### [Task statement]
Output the data word for word. Begin at its first line and end at the line with "let mut flex".

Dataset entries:
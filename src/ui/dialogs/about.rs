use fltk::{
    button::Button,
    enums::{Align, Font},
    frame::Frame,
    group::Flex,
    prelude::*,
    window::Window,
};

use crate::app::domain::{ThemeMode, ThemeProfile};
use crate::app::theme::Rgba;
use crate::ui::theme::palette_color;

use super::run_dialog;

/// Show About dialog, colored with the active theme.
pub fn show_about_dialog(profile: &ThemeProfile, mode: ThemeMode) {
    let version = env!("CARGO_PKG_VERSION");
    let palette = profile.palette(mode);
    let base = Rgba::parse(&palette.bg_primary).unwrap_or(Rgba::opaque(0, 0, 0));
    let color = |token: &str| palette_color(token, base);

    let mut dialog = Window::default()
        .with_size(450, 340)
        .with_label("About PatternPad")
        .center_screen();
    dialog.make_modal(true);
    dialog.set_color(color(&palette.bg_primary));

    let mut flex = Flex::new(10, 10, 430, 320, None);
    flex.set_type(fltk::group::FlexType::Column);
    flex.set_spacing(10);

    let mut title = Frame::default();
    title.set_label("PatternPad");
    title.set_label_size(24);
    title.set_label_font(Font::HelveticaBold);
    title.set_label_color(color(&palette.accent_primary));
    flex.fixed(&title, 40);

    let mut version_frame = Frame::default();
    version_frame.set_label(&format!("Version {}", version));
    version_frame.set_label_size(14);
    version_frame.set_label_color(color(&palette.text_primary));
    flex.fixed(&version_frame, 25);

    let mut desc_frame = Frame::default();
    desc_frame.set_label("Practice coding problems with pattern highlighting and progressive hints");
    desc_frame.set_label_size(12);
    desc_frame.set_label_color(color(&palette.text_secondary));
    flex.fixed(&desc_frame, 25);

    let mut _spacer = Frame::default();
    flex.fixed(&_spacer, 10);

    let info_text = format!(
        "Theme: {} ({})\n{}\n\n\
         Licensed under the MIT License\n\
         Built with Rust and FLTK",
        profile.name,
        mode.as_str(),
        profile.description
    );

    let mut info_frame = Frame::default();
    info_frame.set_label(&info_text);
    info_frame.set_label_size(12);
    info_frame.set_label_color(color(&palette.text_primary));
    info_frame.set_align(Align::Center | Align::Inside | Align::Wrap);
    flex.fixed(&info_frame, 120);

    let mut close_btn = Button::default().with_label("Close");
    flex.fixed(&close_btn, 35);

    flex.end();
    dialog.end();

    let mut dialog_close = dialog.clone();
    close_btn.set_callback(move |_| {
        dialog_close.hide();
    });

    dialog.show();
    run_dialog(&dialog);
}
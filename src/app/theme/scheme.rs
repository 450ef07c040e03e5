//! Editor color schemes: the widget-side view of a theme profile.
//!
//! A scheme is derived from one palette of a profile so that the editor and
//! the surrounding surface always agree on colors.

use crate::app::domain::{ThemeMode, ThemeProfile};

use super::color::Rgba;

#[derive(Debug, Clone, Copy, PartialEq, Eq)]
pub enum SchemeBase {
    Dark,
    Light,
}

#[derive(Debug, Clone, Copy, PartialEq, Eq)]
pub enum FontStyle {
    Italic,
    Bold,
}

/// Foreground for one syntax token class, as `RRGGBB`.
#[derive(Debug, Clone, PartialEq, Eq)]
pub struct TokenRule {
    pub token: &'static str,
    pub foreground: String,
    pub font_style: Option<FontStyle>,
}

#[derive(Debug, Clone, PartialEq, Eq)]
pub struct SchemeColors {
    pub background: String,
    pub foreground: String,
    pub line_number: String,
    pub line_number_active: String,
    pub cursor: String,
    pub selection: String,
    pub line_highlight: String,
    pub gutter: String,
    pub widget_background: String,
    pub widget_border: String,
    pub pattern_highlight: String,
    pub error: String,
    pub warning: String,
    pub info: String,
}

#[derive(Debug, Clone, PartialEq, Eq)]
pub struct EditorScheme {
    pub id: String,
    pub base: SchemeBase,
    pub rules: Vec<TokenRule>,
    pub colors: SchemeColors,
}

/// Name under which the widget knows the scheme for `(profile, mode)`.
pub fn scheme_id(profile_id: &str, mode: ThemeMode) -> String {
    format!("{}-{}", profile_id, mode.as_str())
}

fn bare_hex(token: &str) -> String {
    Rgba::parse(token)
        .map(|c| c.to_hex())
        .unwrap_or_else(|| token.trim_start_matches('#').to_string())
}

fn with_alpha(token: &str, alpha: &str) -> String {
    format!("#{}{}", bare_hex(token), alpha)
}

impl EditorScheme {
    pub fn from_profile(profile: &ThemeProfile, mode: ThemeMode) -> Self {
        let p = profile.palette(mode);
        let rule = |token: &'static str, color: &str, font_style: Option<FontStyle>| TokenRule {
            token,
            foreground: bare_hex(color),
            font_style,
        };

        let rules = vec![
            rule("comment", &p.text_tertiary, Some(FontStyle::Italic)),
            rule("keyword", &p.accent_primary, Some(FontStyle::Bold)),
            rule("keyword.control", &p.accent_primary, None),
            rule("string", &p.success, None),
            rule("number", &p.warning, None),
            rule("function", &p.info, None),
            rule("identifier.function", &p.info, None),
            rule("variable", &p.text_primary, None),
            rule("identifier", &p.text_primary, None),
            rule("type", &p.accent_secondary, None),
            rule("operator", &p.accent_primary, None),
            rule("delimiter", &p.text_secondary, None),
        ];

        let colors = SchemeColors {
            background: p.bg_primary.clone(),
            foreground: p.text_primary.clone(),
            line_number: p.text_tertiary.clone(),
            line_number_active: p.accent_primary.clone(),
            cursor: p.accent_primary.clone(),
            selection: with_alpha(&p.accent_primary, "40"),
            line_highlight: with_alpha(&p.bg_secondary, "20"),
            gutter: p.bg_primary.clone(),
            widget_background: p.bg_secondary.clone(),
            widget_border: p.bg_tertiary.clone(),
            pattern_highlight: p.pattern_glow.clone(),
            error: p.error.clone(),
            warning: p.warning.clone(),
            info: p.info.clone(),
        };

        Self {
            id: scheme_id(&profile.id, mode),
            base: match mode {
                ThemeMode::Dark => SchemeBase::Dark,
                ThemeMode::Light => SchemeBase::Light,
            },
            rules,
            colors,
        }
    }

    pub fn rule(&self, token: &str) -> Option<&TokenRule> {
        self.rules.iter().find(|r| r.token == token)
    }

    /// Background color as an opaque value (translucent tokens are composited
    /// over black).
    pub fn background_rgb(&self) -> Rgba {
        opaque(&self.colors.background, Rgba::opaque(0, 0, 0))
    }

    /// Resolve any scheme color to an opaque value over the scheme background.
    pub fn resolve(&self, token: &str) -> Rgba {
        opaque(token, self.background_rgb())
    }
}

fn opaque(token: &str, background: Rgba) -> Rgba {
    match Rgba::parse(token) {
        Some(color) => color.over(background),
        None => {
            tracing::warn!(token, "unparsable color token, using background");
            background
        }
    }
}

### [Exercise answer]
filename src/ui/dialogs/about.rs
use fltk::{
    button::Button,
    enums::{Align, Font},
    frame::Frame,
    group::Flex,
    prelude::*,
    window::Window,
};

use crate::app::domain::{ThemeMode, ThemeProfile};
use crate::app::theme::Rgba;
use crate::ui::theme::palette_color;

use super::run_dialog;

/// Show About dialog, colored with the active theme.
pub fn show_about_dialog(profile: &ThemeProfile, mode: ThemeMode) {
    let version = env!("CARGO_PKG_VERSION");
    let palette = profile.palette(mode);
    let base = Rgba::parse(&palette.bg_primary).unwrap_or(Rgba::opaque(0, 0, 0));
    let color = |token: &str| palette_color(token, base);

    let mut dialog = Window::default()
        .with_size(450, 340)
        .with_label("About PatternPad")
        .center_screen();
    dialog.make_modal(true);
    dialog.set_color(color(&palette.bg_primary));

    let mut flex = Flex::new(10, 10, 430, 320, None);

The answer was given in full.